» **PROBLEM TO SOLVE**
Your answer should hold every line of the records below that contains the string "body".

» **MATERIAL PROVIDED**
[Start of Attachment]
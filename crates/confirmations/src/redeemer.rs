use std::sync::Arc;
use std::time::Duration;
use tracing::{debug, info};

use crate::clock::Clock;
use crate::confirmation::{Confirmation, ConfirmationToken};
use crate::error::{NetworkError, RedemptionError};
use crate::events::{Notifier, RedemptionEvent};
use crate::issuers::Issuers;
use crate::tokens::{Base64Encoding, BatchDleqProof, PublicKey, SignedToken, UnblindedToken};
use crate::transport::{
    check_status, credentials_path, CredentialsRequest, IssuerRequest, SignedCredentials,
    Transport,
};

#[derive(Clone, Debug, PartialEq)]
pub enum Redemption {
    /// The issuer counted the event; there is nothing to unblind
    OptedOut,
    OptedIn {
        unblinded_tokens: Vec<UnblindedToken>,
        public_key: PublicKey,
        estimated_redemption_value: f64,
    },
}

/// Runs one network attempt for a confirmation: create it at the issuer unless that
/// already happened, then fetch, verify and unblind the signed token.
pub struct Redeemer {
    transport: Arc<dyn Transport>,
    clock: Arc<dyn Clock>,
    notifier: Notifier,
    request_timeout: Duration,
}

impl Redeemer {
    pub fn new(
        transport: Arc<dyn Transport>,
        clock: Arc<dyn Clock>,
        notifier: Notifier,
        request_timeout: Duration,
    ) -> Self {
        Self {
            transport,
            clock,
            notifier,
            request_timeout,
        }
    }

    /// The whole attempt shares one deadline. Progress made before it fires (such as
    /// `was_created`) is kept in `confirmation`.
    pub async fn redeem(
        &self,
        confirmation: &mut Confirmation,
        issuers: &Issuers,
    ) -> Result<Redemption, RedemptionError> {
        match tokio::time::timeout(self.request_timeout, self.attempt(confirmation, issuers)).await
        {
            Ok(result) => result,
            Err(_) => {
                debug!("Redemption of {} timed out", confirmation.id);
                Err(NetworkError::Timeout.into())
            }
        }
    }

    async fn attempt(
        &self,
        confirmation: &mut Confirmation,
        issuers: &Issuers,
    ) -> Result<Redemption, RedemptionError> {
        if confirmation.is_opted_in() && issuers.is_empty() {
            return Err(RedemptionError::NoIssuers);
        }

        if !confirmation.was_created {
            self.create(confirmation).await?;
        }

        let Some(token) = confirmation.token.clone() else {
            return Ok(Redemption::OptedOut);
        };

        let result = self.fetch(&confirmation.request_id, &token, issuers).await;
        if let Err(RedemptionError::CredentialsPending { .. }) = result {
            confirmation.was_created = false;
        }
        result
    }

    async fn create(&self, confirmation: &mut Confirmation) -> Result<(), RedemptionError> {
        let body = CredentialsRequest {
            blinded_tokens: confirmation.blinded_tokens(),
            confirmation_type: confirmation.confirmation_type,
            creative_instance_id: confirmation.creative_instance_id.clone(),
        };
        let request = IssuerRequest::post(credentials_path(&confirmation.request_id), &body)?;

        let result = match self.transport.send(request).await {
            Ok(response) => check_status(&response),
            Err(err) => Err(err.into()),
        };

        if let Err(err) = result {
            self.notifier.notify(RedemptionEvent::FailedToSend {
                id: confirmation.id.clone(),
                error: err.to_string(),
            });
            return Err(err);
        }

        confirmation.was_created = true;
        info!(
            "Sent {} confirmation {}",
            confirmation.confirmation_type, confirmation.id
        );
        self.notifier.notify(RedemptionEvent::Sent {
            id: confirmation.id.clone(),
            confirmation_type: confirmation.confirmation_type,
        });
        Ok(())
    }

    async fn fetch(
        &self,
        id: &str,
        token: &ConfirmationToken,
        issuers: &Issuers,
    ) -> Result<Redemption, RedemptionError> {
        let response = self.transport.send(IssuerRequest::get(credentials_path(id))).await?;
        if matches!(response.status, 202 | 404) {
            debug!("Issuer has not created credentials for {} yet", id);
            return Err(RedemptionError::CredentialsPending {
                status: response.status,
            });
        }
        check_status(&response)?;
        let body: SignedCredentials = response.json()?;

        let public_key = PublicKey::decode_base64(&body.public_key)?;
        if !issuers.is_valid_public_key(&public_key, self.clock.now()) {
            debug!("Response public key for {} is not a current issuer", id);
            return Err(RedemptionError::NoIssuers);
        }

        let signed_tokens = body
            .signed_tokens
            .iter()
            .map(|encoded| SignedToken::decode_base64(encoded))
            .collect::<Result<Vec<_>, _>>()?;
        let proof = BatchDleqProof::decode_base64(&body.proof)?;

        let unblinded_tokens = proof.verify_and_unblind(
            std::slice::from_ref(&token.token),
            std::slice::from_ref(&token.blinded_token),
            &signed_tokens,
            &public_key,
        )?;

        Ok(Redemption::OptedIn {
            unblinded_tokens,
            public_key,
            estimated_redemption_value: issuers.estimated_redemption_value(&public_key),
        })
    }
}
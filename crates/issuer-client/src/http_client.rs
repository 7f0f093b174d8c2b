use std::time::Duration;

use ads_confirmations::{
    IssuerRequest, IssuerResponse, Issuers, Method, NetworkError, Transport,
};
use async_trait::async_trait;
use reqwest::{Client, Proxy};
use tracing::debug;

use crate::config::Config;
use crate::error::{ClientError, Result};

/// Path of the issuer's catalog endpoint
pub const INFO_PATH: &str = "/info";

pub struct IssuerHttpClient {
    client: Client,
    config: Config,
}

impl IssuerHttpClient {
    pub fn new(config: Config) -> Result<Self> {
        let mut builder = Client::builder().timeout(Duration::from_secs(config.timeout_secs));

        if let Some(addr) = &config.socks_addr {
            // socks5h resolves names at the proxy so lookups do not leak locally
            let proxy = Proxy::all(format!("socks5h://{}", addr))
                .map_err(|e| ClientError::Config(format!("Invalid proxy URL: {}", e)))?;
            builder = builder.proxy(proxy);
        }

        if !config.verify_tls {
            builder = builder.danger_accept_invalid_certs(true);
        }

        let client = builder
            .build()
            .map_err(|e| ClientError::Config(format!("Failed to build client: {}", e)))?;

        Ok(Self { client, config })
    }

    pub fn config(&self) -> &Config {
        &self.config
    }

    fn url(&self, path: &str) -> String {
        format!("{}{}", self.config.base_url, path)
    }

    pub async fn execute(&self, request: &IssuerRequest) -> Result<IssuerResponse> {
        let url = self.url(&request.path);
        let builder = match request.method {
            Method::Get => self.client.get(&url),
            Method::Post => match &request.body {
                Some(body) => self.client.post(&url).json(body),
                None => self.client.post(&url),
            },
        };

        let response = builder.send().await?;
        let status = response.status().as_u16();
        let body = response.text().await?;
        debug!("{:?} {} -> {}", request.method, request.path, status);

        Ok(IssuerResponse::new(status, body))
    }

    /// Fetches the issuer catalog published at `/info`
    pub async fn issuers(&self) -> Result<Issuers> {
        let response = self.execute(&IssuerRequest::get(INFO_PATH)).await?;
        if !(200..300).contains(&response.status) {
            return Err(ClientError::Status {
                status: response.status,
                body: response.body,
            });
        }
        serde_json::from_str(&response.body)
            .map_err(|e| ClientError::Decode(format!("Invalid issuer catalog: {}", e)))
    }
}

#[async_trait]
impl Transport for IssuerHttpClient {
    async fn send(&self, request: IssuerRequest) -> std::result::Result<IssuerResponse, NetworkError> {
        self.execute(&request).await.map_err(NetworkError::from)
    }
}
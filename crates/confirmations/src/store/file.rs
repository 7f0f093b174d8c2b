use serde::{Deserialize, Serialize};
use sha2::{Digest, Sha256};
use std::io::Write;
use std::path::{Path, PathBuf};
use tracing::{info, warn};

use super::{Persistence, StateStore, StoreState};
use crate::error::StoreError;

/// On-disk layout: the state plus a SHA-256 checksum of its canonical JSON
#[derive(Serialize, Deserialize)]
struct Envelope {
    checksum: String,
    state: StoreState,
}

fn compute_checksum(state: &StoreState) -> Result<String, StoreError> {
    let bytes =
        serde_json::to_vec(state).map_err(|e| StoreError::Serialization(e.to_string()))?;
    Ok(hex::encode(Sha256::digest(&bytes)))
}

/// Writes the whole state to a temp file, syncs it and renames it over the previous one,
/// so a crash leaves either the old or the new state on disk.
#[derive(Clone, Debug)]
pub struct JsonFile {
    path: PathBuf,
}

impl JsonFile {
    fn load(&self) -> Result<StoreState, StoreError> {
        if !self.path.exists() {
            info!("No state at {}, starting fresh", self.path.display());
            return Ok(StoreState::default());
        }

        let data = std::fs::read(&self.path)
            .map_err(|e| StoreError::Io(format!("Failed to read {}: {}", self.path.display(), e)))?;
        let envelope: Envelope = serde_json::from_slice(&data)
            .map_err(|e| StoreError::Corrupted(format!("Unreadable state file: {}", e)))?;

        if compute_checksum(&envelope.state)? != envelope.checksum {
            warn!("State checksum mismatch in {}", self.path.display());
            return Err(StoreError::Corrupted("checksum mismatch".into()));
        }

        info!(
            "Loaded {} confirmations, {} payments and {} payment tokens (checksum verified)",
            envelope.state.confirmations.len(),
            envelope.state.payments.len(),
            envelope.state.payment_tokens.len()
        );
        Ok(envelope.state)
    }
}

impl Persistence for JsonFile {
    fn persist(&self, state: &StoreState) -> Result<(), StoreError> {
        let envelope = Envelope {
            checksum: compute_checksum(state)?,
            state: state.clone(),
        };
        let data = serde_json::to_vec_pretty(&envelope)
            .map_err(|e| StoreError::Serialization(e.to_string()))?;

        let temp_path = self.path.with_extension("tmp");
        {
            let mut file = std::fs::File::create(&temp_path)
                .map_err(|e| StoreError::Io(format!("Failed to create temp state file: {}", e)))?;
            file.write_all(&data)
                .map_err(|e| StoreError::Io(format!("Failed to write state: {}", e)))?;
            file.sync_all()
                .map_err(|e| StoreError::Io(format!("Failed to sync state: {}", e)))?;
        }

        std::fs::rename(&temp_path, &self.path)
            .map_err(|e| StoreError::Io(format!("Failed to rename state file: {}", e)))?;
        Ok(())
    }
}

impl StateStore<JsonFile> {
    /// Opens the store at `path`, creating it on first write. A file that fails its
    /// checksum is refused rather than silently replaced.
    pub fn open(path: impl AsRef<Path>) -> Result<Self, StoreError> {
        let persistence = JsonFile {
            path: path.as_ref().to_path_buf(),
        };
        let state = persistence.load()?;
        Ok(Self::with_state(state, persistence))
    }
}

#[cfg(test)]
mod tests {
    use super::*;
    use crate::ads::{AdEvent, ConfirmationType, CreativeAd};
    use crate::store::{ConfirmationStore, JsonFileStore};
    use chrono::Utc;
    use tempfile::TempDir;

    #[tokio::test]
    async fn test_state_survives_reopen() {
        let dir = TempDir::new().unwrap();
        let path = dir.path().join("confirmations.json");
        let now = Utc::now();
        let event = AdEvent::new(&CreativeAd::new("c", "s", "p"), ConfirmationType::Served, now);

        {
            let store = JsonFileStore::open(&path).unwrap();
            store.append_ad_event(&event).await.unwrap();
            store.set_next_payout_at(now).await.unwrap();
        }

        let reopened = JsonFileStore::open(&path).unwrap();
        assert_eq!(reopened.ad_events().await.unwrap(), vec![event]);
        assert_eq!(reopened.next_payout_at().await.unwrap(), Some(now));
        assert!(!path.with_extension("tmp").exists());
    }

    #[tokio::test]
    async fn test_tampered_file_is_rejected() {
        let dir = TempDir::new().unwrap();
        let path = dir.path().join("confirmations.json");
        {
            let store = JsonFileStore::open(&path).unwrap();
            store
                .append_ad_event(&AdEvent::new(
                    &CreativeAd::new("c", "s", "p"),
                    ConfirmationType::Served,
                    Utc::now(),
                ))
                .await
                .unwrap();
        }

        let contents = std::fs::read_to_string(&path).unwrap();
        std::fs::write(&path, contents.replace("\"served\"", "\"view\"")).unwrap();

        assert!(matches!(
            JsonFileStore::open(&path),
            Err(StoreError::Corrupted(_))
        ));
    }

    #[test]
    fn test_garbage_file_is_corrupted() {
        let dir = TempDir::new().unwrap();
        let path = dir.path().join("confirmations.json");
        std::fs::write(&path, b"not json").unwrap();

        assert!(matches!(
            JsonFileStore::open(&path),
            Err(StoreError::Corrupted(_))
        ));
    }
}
[End of Attachment]
» **EXERCISE RESULT**
        let body = CredentialsRequest {
        let request = IssuerRequest::post(credentials_path(&confirmation.request_id), &body)?;
        let body: SignedCredentials = response.json()?;
        let public_key = PublicKey::decode_base64(&body.public_key)?;
        let signed_tokens = body
        let proof = BatchDleqProof::decode_base64(&body.proof)?;
            Method::Post => match &request.body {
                Some(body) => self.client.post(&url).json(body),
        let body = response.text().await?;
        Ok(IssuerResponse::new(status, body))
                body: response.body,
        serde_json::from_str(&response.body)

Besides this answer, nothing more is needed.